PEMUKIMAN penduduk di perbatasan Tanjungpinang dan Bintan tepatnya, di Surau Jabal Rahmah mulai disibukkan dengan berbagai aktivitas, Jumat 17 Februari 2023 pagi itu.
Sebagian warga Perumahan Bukit Merpati Putih dan sekitarnya mulai bergotong royong membersihkan pekarangan surau yang mereka bangun seadanya dua tahun terakhir itu.
Amir, merupakan satu diantara pengurus surau mulai mengajak warga membenahi sebagian dinding-dinding baleho bekas menjadi pembatas dinding-dinding tempat ibadah umat muslim di perumahan itu.

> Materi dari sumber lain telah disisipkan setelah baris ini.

// SPDX-License-Identifier: AGPL-3.0-or-later
//
// Copyright (C) 2026 Relational Network

use axum::{
    http::StatusCode,
    response::{IntoResponse, Response},
    Json,
};
use serde::Serialize;

use crate::auth::error::FieldErrors;
use crate::auth::AuthError;

#[derive(Debug)]
pub struct ApiError {
    pub status: StatusCode,
    pub message: String,
    pub error_code: Option<&'static str>,
    pub errors: Option<FieldErrors>,
}

#[derive(Serialize)]
struct ErrorBody {
    error: String,
    #[serde(skip_serializing_if = "Option::is_none")]
    error_code: Option<&'static str>,
    #[serde(skip_serializing_if = "Option::is_none")]
    errors: Option<FieldErrors>,
}

impl ApiError {
    pub fn new(status: StatusCode, message: impl Into<String>) -> Self {
        Self {
            status,
            message: message.into(),
            error_code: None,
            errors: None,
        }
    }

    pub fn not_found(message: impl Into<String>) -> Self {
        Self::new(StatusCode::NOT_FOUND, message)
    }

    pub fn bad_request(message: impl Into<String>) -> Self {
        Self::new(StatusCode::BAD_REQUEST, message)
    }

    pub fn unprocessable(message: impl Into<String>) -> Self {
        Self::new(StatusCode::UNPROCESSABLE_ENTITY, message)
    }

    /// 422 with a field → messages map.
    pub fn validation(errors: FieldErrors) -> Self {
        Self {
            errors: Some(errors),
            error_code: Some("validation_error"),
            ..Self::unprocessable("The given data was invalid.")
        }
    }
}

impl From<AuthError> for ApiError {
    fn from(err: AuthError) -> Self {
        Self {
            status: err.status_code(),
            message: err.public_message(),
            error_code: Some(err.error_code()),
            errors: err.field_errors(),
        }
    }
}

impl IntoResponse for ApiError {
    fn into_response(self) -> Response {
        let body = Json(ErrorBody {
            error: self.message,
            error_code: self.error_code,
            errors: self.errors,
        });
        (self.status, body).into_response()
    }
}
// SPDX-License-Identifier: AGPL-3.0-or-later
//
// Copyright (C) 2026 Relational Network

//! Authentication errors.

use std::collections::BTreeMap;

use axum::{
    http::StatusCode,
    response::{IntoResponse, Response},
    Json,
};
use serde::Serialize;

/// Field name → list of messages, as returned in 422 bodies.
pub type FieldErrors = BTreeMap<String, Vec<String>>;

/// Error kinds produced by the authentication core.
///
/// Token failures keep distinct variants so they can be logged apart, but
/// all of them render the same generic 401 body.
#[derive(Debug, thiserror::Error)]
pub enum AuthError {
    /// No authorization header present
    #[error("Authorization header is required")]
    MissingAuthHeader,

    /// Header present but not `Bearer <value>`
    #[error("Invalid authorization header format (expected 'Bearer <token>')")]
    InvalidAuthHeader,

    /// Bearer value is not `<id>|<secret>`
    #[error("Token is malformed")]
    MalformedToken,

    /// No row matches the (id, digest) pair
    #[error("Invalid Token")]
    InvalidToken,

    #[error("Token Expired")]
    TokenExpired,

    /// Unknown e-mail or wrong password; the two are never told apart
    #[error("Invalid email or password")]
    InvalidCredentials,

    /// Live token without an ability the route requires
    #[error("Token lacks the required ability '{missing}'")]
    InsufficientAbilities { missing: String },

    #[error("{message}")]
    Validation { message: String, errors: FieldErrors },

    /// Uniqueness violation on a field
    #[error("{message}")]
    Conflict { field: String, message: String },

    #[error("{0}")]
    NotFound(String),

    /// A storage call outlived its deadline
    #[error("Storage did not respond in time")]
    Timeout,

    /// Infrastructure failure; carries a generic message only
    #[error("{0}")]
    Unexpected(String),
}

#[derive(Serialize)]
struct AuthErrorBody {
    error: String,
    error_code: String,
    #[serde(skip_serializing_if = "Option::is_none")]
    errors: Option<FieldErrors>,
}

impl AuthError {
    /// Single-field validation failure.
    pub fn validation(field: &str, message: impl Into<String>) -> Self {
        let message = message.into();
        let mut errors = FieldErrors::new();
        errors.insert(field.to_string(), vec![message.clone()]);
        AuthError::Validation { message, errors }
    }

    /// Whether this is one of the bearer-token failures that share the 401 body.
    pub fn is_token_failure(&self) -> bool {
        matches!(
            self,
            AuthError::MalformedToken | AuthError::InvalidToken | AuthError::TokenExpired
        )
    }

    /// Get the error code for this error.
    pub fn error_code(&self) -> &'static str {
        match self {
            AuthError::MissingAuthHeader => "missing_auth_header",
            AuthError::InvalidAuthHeader => "invalid_auth_header",
            AuthError::MalformedToken | AuthError::InvalidToken | AuthError::TokenExpired => {
                "invalid_token"
            }
            AuthError::InvalidCredentials => "invalid_credentials",
            AuthError::InsufficientAbilities { .. } => "insufficient_abilities",
            AuthError::Validation { .. } => "validation_error",
            AuthError::Conflict { .. } => "conflict",
            AuthError::NotFound(_) => "not_found",
            AuthError::Timeout => "timeout",
            AuthError::Unexpected(_) => "unexpected_error",
        }
    }

    /// Get the HTTP status code for this error.
    pub fn status_code(&self) -> StatusCode {
        match self {
            AuthError::MissingAuthHeader
            | AuthError::InvalidAuthHeader
            | AuthError::MalformedToken
            | AuthError::InvalidToken
            | AuthError::TokenExpired
            | AuthError::InvalidCredentials => StatusCode::UNAUTHORIZED,
            AuthError::InsufficientAbilities { .. } => StatusCode::FORBIDDEN,
            AuthError::Validation { .. } | AuthError::Conflict { .. } => {
                StatusCode::UNPROCESSABLE_ENTITY
            }
            AuthError::NotFound(_) => StatusCode::NOT_FOUND,
            AuthError::Timeout => StatusCode::SERVICE_UNAVAILABLE,
            AuthError::Unexpected(_) => StatusCode::INTERNAL_SERVER_ERROR,
        }
    }

    /// Message safe to put in a response body.
    pub fn public_message(&self) -> String {
        if self.is_token_failure() {
            "Invalid or expired token".to_string()
        } else {
            self.to_string()
        }
    }

    /// Field map for 422 responses.
    pub fn field_errors(&self) -> Option<FieldErrors> {
        match self {
            AuthError::Validation { errors, .. } => Some(errors.clone()),
            AuthError::Conflict { field, message } => {
                let mut errors = FieldErrors::new();
                errors.insert(field.clone(), vec![message.clone()]);
                Some(errors)
            }
            _ => None,
        }
    }
}

impl IntoResponse for AuthError {
    fn into_response(self) -> Response {
        let status = self.status_code();
        let body = Json(AuthErrorBody {
            error: self.public_message(),
            error_code: self.error_code().to_string(),
            errors: self.field_errors(),
        });
        (status, body).into_response()
    }
}
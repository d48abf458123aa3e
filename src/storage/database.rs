// SPDX-License-Identifier: AGPL-3.0-or-later
//
// Copyright (C) 2026 Relational Network

//! Embedded credential and token database backed by redb (pure Rust, ACID).
//!
//! ## Table Layout
//!
//! - `users`: user id → serialized [`User`]
//! - `user_emails`: lowercase e-mail → user id
//! - `roles`: role name → serialized [`Role`]
//! - `tokens`: token id → serialized token row (digest only, never the secret)
//! - `owner_tokens`: (owner id, token id) → token name, for per-user revocation
//! - `sequences`: sequence name → last assigned id
//!
//! redb is synchronous; every call hops onto the blocking pool.

use std::path::Path;
use std::sync::atomic::{AtomicBool, Ordering};
use std::sync::Arc;

use async_trait::async_trait;
use chrono::{DateTime, Utc};
use redb::{Database, ReadableDatabase, ReadableTable, TableDefinition, WriteTransaction};
use serde::{Deserialize, Serialize};

use super::{
    digest_matches, CredentialStore, NewToken, NewUser, Role, RoleStore, StorageError,
    StorageResult, Token, TokenStore, User,
};
use crate::auth::codec::{decode_abilities, encode_abilities};
use crate::auth::TokenKind;

// =============================================================================
// Table Definitions
// =============================================================================

const USERS: TableDefinition<u64, &[u8]> = TableDefinition::new("users");

const USER_EMAILS: TableDefinition<&str, u64> = TableDefinition::new("user_emails");

const ROLES: TableDefinition<&str, &[u8]> = TableDefinition::new("roles");

const TOKENS: TableDefinition<u64, &[u8]> = TableDefinition::new("tokens");

/// Key: `(owner_id, token_id)` so one owner's tokens form a contiguous range.
const OWNER_TOKENS: TableDefinition<(u64, u64), &str> = TableDefinition::new("owner_tokens");

const SEQUENCES: TableDefinition<&str, u64> = TableDefinition::new("sequences");

const USER_SEQUENCE: &str = "users";
const ROLE_SEQUENCE: &str = "roles";
const TOKEN_SEQUENCE: &str = "tokens";

// =============================================================================
// Token Row
// =============================================================================

/// On-disk shape of a token. Abilities are kept in their serialized list form.
#[derive(Debug, Serialize, Deserialize)]
struct TokenRow {
    id: u64,
    owner_id: u64,
    name: String,
    token: String,
    abilities: String,
    created_at: DateTime<Utc>,
    updated_at: DateTime<Utc>,
    expires_at: DateTime<Utc>,
    #[serde(default)]
    last_used_at: Option<DateTime<Utc>>,
}

impl TokenRow {
    fn from_token(token: &Token) -> StorageResult<Self> {
        let abilities = encode_abilities(&token.abilities)
            .map_err(|e| StorageError::Corrupt(e.to_string()))?;
        Ok(Self {
            id: token.id,
            owner_id: token.owner_id,
            name: token.kind.as_str().to_string(),
            token: token.hashed_secret.clone(),
            abilities,
            created_at: token.created_at,
            updated_at: token.updated_at,
            expires_at: token.expires_at,
            last_used_at: token.last_used_at,
        })
    }

    fn into_token(self) -> StorageResult<Token> {
        let kind = TokenKind::from_name(&self.name).ok_or_else(|| {
            StorageError::Corrupt(format!("token {} has name {}", self.id, self.name))
        })?;
        let abilities = decode_abilities(&self.abilities)
            .map_err(|e| StorageError::Corrupt(format!("token {} abilities: {e}", self.id)))?;
        Ok(Token {
            id: self.id,
            owner_id: self.owner_id,
            kind,
            hashed_secret: self.token,
            abilities,
            created_at: self.created_at,
            updated_at: self.updated_at,
            expires_at: self.expires_at,
            last_used_at: self.last_used_at,
        })
    }
}

// =============================================================================
// Write Helpers
// =============================================================================

fn next_id(txn: &WriteTransaction, sequence: &str) -> StorageResult<u64> {
    let mut table = txn.open_table(SEQUENCES)?;
    let next = table.get(sequence)?.map(|v| v.value()).unwrap_or(0) + 1;
    table.insert(sequence, next)?;
    Ok(next)
}

fn insert_token(txn: &WriteTransaction, new: NewToken) -> StorageResult<Token> {
    let token = new.into_token(next_id(txn, TOKEN_SEQUENCE)?);
    let row = serde_json::to_vec(&TokenRow::from_token(&token)?)?;

    let mut tokens = txn.open_table(TOKENS)?;
    tokens.insert(token.id, row.as_slice())?;

    let mut index = txn.open_table(OWNER_TOKENS)?;
    index.insert((token.owner_id, token.id), token.kind.as_str())?;

    Ok(token)
}

/// Remove an owner's tokens, optionally only those of one kind.
fn delete_owner_tokens(
    txn: &WriteTransaction,
    owner_id: u64,
    kind: Option<TokenKind>,
) -> StorageResult<u64> {
    let mut index = txn.open_table(OWNER_TOKENS)?;
    let mut tokens = txn.open_table(TOKENS)?;

    let doomed = {
        let mut ids = Vec::new();
        for entry in index.range((owner_id, 0u64)..=(owner_id, u64::MAX))? {
            let (key, name) = entry?;
            let (_, token_id) = key.value();
            if kind.map_or(true, |kind| kind.as_str() == name.value()) {
                ids.push(token_id);
            }
        }
        ids
    };

    for token_id in &doomed {
        index.remove((owner_id, *token_id))?;
        tokens.remove(*token_id)?;
    }

    Ok(doomed.len() as u64)
}

// =============================================================================
// AuthDatabase
// =============================================================================

/// Raises its flag when dropped before [`AbandonGuard::disarm`].
struct AbandonGuard(Option<Arc<AtomicBool>>);

impl AbandonGuard {
    fn new() -> (Self, Arc<AtomicBool>) {
        let flag = Arc::new(AtomicBool::new(false));
        (Self(Some(Arc::clone(&flag))), flag)
    }

    fn disarm(mut self) {
        self.0 = None;
    }
}

impl Drop for AbandonGuard {
    fn drop(&mut self) {
        if let Some(flag) = self.0.take() {
            flag.store(true, Ordering::Release);
        }
    }
}

/// Embedded ACID database holding users, roles and tokens.
#[derive(Clone)]
pub struct AuthDatabase {
    db: Arc<Database>,
}

impl AuthDatabase {
    /// Open (or create) the database at the given path.
    pub fn open(path: &Path) -> StorageResult<Self> {
        if let Some(parent) = path.parent() {
            std::fs::create_dir_all(parent).map_err(|e| {
                StorageError::Corrupt(format!("cannot create {}: {e}", parent.display()))
            })?;
        }
        let db = Database::create(path)?;

        // Pre-create all tables so later read transactions don't fail
        let write_txn = db.begin_write()?;
        {
            let _ = write_txn.open_table(USERS)?;
            let _ = write_txn.open_table(USER_EMAILS)?;
            let _ = write_txn.open_table(ROLES)?;
            let _ = write_txn.open_table(TOKENS)?;
            let _ = write_txn.open_table(OWNER_TOKENS)?;
            let _ = write_txn.open_table(SEQUENCES)?;
        }
        write_txn.commit()?;

        Ok(Self { db: Arc::new(db) })
    }

    async fn run<T, F>(&self, op: F) -> StorageResult<T>
    where
        F: FnOnce(&Database) -> StorageResult<T> + Send + 'static,
        T: Send + 'static,
    {
        let db = Arc::clone(&self.db);
        tokio::task::spawn_blocking(move || op(&db)).await?
    }

    /// Run `op` in one write transaction on the blocking pool.
    ///
    /// The blocking task outlives a caller that stops waiting (a timeout drops
    /// the future). In that case the transaction is aborted instead of
    /// committed, unless the commit had already started.
    async fn write<T, F>(&self, op: F) -> StorageResult<T>
    where
        F: FnOnce(&WriteTransaction) -> StorageResult<T> + Send + 'static,
        T: Send + 'static,
    {
        let (guard, abandoned) = AbandonGuard::new();
        let result = self
            .run(move |db| {
                let write_txn = db.begin_write()?;
                let value = op(&write_txn)?;
                if abandoned.load(Ordering::Acquire) {
                    write_txn.abort()?;
                    return Err(StorageError::Abandoned);
                }
                write_txn.commit()?;
                Ok(value)
            })
            .await;
        guard.disarm();
        result
    }

    fn read_user(db: &Database, id: u64) -> StorageResult<Option<User>> {
        let read_txn = db.begin_read()?;
        let table = read_txn.open_table(USERS)?;
        match table.get(id)? {
            Some(value) => Ok(Some(serde_json::from_slice(value.value())?)),
            None => Ok(None),
        }
    }

    fn read_token(db: &Database, id: u64) -> StorageResult<Option<Token>> {
        let read_txn = db.begin_read()?;
        let table = read_txn.open_table(TOKENS)?;
        match table.get(id)? {
            Some(value) => {
                let row: TokenRow = serde_json::from_slice(value.value())?;
                Ok(Some(row.into_token()?))
            }
            None => Ok(None),
        }
    }
}

#[async_trait]
impl CredentialStore for AuthDatabase {
    async fn find_by_email(&self, email: &str) -> StorageResult<Option<User>> {
        let email = email.to_owned();
        self.run(move |db| {
            let id = {
                let read_txn = db.begin_read()?;
                let table = read_txn.open_table(USER_EMAILS)?;
                let id = table.get(email.as_str())?.map(|v| v.value());
                id
            };
            match id {
                Some(id) => Self::read_user(db, id),
                None => Ok(None),
            }
        })
        .await
    }

    async fn find_by_id(&self, id: u64) -> StorageResult<Option<User>> {
        self.run(move |db| Self::read_user(db, id)).await
    }

    async fn create(&self, user: NewUser) -> StorageResult<User> {
        self.write(move |write_txn| {
            let mut emails = write_txn.open_table(USER_EMAILS)?;
            if emails.get(user.email.as_str())?.is_some() {
                return Err(StorageError::AlreadyExists(format!("User {}", user.email)));
            }

            let id = next_id(write_txn, USER_SEQUENCE)?;
            let created = User {
                id,
                uuid: user.uuid,
                name: user.name,
                email: user.email,
                password_hash: user.password_hash,
                role_id: user.role_id,
                created_at: user.created_at,
                updated_at: user.created_at,
            };

            let json = serde_json::to_vec(&created)?;
            let mut users = write_txn.open_table(USERS)?;
            users.insert(id, json.as_slice())?;
            emails.insert(created.email.as_str(), id)?;
            Ok(created)
        })
        .await
    }
}

#[async_trait]
impl RoleStore for AuthDatabase {
    async fn find_by_name(&self, name: &str) -> StorageResult<Option<Role>> {
        let name = name.to_owned();
        self.run(move |db| {
            let read_txn = db.begin_read()?;
            let table = read_txn.open_table(ROLES)?;
            match table.get(name.as_str())? {
                Some(value) => Ok(Some(serde_json::from_slice(value.value())?)),
                None => Ok(None),
            }
        })
        .await
    }

    async fn ensure(&self, name: &str) -> StorageResult<Role> {
        let name = name.to_owned();
        self.write(move |write_txn| {
            let mut roles = write_txn.open_table(ROLES)?;
            let existing = roles
                .get(name.as_str())?
                .map(|value| serde_json::from_slice::<Role>(value.value()))
                .transpose()?;
            if let Some(role) = existing {
                return Ok(role);
            }

            let role = Role {
                id: next_id(write_txn, ROLE_SEQUENCE)?,
                name: name.clone(),
                created_at: Utc::now(),
            };
            let json = serde_json::to_vec(&role)?;
            roles.insert(name.as_str(), json.as_slice())?;
            Ok(role)
        })
        .await
    }
}

#[async_trait]
impl TokenStore for AuthDatabase {
    async fn create(&self, token: NewToken) -> StorageResult<Token> {
        self.write(move |write_txn| insert_token(write_txn, token)).await
    }

    async fn find_by_id_and_hash(
        &self,
        id: u64,
        hashed_secret: &str,
    ) -> StorageResult<Option<Token>> {
        let hashed_secret = hashed_secret.to_owned();
        self.run(move |db| {
            Ok(Self::read_token(db, id)?
                .filter(|token| digest_matches(&token.hashed_secret, &hashed_secret)))
        })
        .await
    }

    async fn touch_last_used(&self, id: u64, at: DateTime<Utc>) -> StorageResult<()> {
        self.write(move |write_txn| {
            let mut table = write_txn.open_table(TOKENS)?;
            let existing = table.get(id)?.map(|value| value.value().to_vec());
            if let Some(bytes) = existing {
                let mut row: TokenRow = serde_json::from_slice(&bytes)?;
                row.last_used_at = Some(at);
                row.updated_at = at;
                let json = serde_json::to_vec(&row)?;
                table.insert(id, json.as_slice())?;
            }
            Ok(())
        })
        .await
    }

    async fn delete_by_owner(&self, owner_id: u64) -> StorageResult<u64> {
        self.write(move |write_txn| delete_owner_tokens(write_txn, owner_id, None)).await
    }

    async fn delete_by_owner_and_kind(
        &self,
        owner_id: u64,
        kind: TokenKind,
    ) -> StorageResult<u64> {
        self.write(move |write_txn| delete_owner_tokens(write_txn, owner_id, Some(kind))).await
    }

    async fn replace_by_owner_and_kind(
        &self,
        replacement: NewToken,
    ) -> StorageResult<Option<Token>> {
        self.write(move |write_txn| {
            let removed =
                delete_owner_tokens(write_txn, replacement.owner_id, Some(replacement.kind))?;
            if removed == 0 {
                return Ok(None);
            }
            insert_token(write_txn, replacement).map(Some)
        })
        .await
    }

    async fn delete_expired(&self, now: DateTime<Utc>) -> StorageResult<u64> {
        self.write(move |write_txn| {
            let mut tokens = write_txn.open_table(TOKENS)?;
            let mut index = write_txn.open_table(OWNER_TOKENS)?;

            let mut expired = Vec::new();
            for entry in tokens.iter()? {
                let (_, value) = entry?;
                let row: TokenRow = serde_json::from_slice(value.value())?;
                if row.expires_at <= now {
                    expired.push((row.owner_id, row.id));
                }
            }

            for (owner_id, token_id) in &expired {
                tokens.remove(*token_id)?;
                index.remove((*owner_id, *token_id))?;
            }
            Ok(expired.len() as u64)
        })
        .await
    }
}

“Besok kita memperingati Isra Mi’raj Nabi Muhammad SAW 1444 Hijriah, di surau kita,” kata Amir.
Surau Jabal Rahmah tempat memperingati Isra Mi’raj itu merupakan tempat ibadah umat muslim sementara, di Perumahan Bukit Merpati Putih, Jalan Ganet, Kelurahan Pinang Kencana, Kecamatan Tanjungpinang Timur, Kota Tanjungpinang.
Surau Jabal Rahmah terbilang sangat sederhana, sebagai surau yang berada di pusat kota, Ibukota Provinsi Kepulauan Riau, Tanjungpinang .
Dua tahun berlalu warga setempat membangun surau itu dengan bahan seadanya, mulai dari kayu-kayu tiang yang diambil dari pinggiran hutan lokasi perumahan, atap dan semenisasi lantai dari swasembada warga, hingga sajadah bekas dari Masjid-masjid sekitar Tanjungpinang Timur, serta lahan surau yang masih dipinjamkan developer dan sudah habis masa waktu pinjam.
Keinginan warga membangun tempat ibadah umat muslim terdekat menjadi motivasi tersendiri, meski pengembang tak juga menyiapkan prasarana sarana dan utilitas umum perumahan itu. Salah satunya rumah ibadah, seperti surau/masjid.
“Yang terpenting kita sudah berusaha untuk membangun tempat ibadah terdekat penduduk disini, agar kelak warga dan anak-anak dapat beribadah dan belajar agama lebih baik,” kata Ijal, warga Bukit Merpati Putih.
Tahun ini (2023), Pemerintah Provinsi Kepulauan Riau kembali membantu warga Perumahan Bukit Merpati Putih membangun Masjid di lahan berbeda, namun masih berada di perumahan itu, dan masih dibangun bertahap.
Selain membersihkan pekarangan surau, mengganti baleho dengan terpal, mengecat kayu-kayu pembatas dinding, dan membersihkan karpet sajadah, warga juga mulai mempersiapkan hidangan untuk Peringatan Isra Mi’raj Nabi Muhammad SAW yang akan berlangsung pukul 19.45 WIB.
Kediaman Nurhayati menjadi tempat ibu rumah tangga di perumahan itu menyusun beragam kue-kue dan air sumbangan dari setiap warga di Perumahan Bukit Merpati dan sekitarnya. Menghidangkan makanan dan minuman saat acara-acara besar keagamaan sudah menjadi tradisi penduduk setempat.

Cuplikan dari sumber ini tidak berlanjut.